::: Extracted data :::

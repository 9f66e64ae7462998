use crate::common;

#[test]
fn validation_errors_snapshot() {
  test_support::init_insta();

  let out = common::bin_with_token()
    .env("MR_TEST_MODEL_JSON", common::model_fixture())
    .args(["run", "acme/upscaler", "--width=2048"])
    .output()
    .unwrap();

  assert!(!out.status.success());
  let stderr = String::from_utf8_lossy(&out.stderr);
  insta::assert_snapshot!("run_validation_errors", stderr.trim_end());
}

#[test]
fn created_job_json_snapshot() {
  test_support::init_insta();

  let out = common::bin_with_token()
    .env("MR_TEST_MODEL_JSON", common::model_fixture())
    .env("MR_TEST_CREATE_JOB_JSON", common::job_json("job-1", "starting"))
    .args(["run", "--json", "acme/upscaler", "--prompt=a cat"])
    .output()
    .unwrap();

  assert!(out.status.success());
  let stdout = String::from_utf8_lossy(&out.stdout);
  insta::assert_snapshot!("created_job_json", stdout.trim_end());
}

:::
::: Extracted data :::

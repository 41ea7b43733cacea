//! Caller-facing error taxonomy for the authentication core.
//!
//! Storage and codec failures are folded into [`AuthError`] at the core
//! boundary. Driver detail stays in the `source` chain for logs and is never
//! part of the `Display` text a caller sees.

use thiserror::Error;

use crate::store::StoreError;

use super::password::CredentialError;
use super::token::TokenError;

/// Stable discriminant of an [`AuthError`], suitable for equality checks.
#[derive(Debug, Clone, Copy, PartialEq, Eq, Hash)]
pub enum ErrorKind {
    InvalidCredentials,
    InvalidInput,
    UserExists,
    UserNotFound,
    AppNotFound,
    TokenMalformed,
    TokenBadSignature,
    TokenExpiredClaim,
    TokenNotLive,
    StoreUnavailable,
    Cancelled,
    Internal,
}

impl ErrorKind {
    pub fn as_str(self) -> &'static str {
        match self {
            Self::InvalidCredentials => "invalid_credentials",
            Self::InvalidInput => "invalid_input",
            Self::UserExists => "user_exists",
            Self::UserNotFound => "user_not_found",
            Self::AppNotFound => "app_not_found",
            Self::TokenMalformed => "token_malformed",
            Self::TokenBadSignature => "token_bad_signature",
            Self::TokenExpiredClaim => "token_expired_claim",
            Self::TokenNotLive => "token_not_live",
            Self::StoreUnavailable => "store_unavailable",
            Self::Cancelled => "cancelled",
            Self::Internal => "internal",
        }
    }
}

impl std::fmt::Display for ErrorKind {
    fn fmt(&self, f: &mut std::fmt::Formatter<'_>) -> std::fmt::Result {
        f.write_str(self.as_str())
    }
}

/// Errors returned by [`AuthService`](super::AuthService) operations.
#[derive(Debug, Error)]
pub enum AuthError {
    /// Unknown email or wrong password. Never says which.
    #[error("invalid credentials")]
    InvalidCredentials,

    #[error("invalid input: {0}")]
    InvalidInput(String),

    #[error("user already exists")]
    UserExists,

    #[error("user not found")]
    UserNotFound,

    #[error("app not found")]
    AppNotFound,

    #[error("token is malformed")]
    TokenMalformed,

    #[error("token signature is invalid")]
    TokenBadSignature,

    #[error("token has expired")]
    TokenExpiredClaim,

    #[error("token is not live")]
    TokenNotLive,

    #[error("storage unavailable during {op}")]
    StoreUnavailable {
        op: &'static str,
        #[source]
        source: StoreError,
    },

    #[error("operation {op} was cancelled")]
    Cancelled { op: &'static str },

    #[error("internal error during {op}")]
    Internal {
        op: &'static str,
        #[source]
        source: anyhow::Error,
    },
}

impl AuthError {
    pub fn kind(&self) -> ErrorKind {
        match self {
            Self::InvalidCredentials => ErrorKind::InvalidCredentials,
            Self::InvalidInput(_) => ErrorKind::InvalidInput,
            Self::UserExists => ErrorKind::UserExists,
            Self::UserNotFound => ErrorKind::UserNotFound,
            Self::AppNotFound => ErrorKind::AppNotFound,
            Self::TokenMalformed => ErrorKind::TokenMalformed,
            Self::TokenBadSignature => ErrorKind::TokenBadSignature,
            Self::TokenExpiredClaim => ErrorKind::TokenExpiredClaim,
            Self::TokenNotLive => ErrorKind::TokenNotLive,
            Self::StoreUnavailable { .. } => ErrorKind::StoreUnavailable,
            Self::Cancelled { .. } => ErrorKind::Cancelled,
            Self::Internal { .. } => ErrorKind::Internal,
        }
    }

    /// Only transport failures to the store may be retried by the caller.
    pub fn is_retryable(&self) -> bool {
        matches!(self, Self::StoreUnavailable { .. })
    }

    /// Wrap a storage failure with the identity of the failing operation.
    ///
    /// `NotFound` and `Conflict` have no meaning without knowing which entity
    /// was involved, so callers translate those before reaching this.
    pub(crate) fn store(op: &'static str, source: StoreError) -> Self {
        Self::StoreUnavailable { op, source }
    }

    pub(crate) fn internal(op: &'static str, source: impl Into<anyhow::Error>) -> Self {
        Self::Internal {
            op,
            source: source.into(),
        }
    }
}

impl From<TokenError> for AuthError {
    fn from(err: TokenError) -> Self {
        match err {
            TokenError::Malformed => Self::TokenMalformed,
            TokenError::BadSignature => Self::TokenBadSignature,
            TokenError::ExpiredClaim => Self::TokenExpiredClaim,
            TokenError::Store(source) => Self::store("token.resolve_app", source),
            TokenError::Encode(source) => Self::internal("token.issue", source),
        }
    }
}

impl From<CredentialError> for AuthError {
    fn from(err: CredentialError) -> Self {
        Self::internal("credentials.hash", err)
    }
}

:::

▶ _Exercise description_
Name the number of lines in the listing that contain the word "which", and only that number.

▶ _Exercise result_
2